*** Provided material ***
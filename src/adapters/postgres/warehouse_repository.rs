//! PostgreSQL implementation of WarehouseRepository.

use async_trait::async_trait;
use chrono::{DateTime, Utc};
use sqlx::postgres::PgRow;
use sqlx::PgPool;
use uuid::Uuid;

use super::{column, db_error};
use crate::domain::foundation::{DomainError, Timestamp, WarehouseId, WarehouseStatus};
use crate::domain::warehouse::Warehouse;
use crate::ports::WarehouseRepository;

/// PostgreSQL implementation of WarehouseRepository.
#[derive(Clone)]
pub struct PostgresWarehouseRepository {
    pool: PgPool,
}

impl PostgresWarehouseRepository {
    pub fn new(pool: PgPool) -> Self {
        Self { pool }
    }
}

const SELECT: &str = r#"
    SELECT id, code, description, is_active, status, status_description,
           created_at, updated_at
    FROM warehouses
"#;

#[async_trait]
impl WarehouseRepository for PostgresWarehouseRepository {
    async fn get_by_id(&self, id: &WarehouseId) -> Result<Option<Warehouse>, DomainError> {
        let row = sqlx::query(&format!("{} WHERE id = $1", SELECT))
            .bind(id.as_uuid())
            .fetch_optional(&self.pool)
            .await
            .map_err(db_error("Failed to fetch warehouse"))?;

        row.map(row_to_warehouse).transpose()
    }

    async fn list_active(&self) -> Result<Vec<Warehouse>, DomainError> {
        let rows = sqlx::query(&format!("{} WHERE is_active ORDER BY code ASC", SELECT))
            .fetch_all(&self.pool)
            .await
            .map_err(db_error("Failed to fetch active warehouses"))?;

        rows.into_iter().map(row_to_warehouse).collect()
    }

    async fn list_by_ids(&self, ids: &[WarehouseId]) -> Result<Vec<Warehouse>, DomainError> {
        let uuids: Vec<Uuid> = ids.iter().map(|id| *id.as_uuid()).collect();
        let rows = sqlx::query(&format!("{} WHERE id = ANY($1)", SELECT))
            .bind(&uuids)
            .fetch_all(&self.pool)
            .await
            .map_err(db_error("Failed to fetch warehouses by ids"))?;

        rows.into_iter().map(row_to_warehouse).collect()
    }
}

fn row_to_warehouse(row: PgRow) -> Result<Warehouse, DomainError> {
    let id: Uuid = column(&row, "id")?;
    let code: String = column(&row, "code")?;
    let description: String = column(&row, "description")?;
    let is_active: bool = column(&row, "is_active")?;
    let status: String = column(&row, "status")?;
    let status_description: Option<String> = column(&row, "status_description")?;
    let created_at: DateTime<Utc> = column(&row, "created_at")?;
    let updated_at: DateTime<Utc> = column(&row, "updated_at")?;

    Ok(Warehouse::reconstitute(
        WarehouseId::from_uuid(id),
        code,
        description,
        is_active,
        status.parse::<WarehouseStatus>()?,
        status_description,
        Timestamp::from_datetime(created_at),
        Timestamp::from_datetime(updated_at),
    ))
}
*** End of Provided material ***
## Task details
Once you have identified the lines above that contain "query", copy each of them.

## Output of the task
        let row = sqlx::query(&format!("{} WHERE id = $1", SELECT))
        let rows = sqlx::query(&format!("{} WHERE is_active ORDER BY code ASC", SELECT))
        let rows = sqlx::query(&format!("{} WHERE id = ANY($1)", SELECT))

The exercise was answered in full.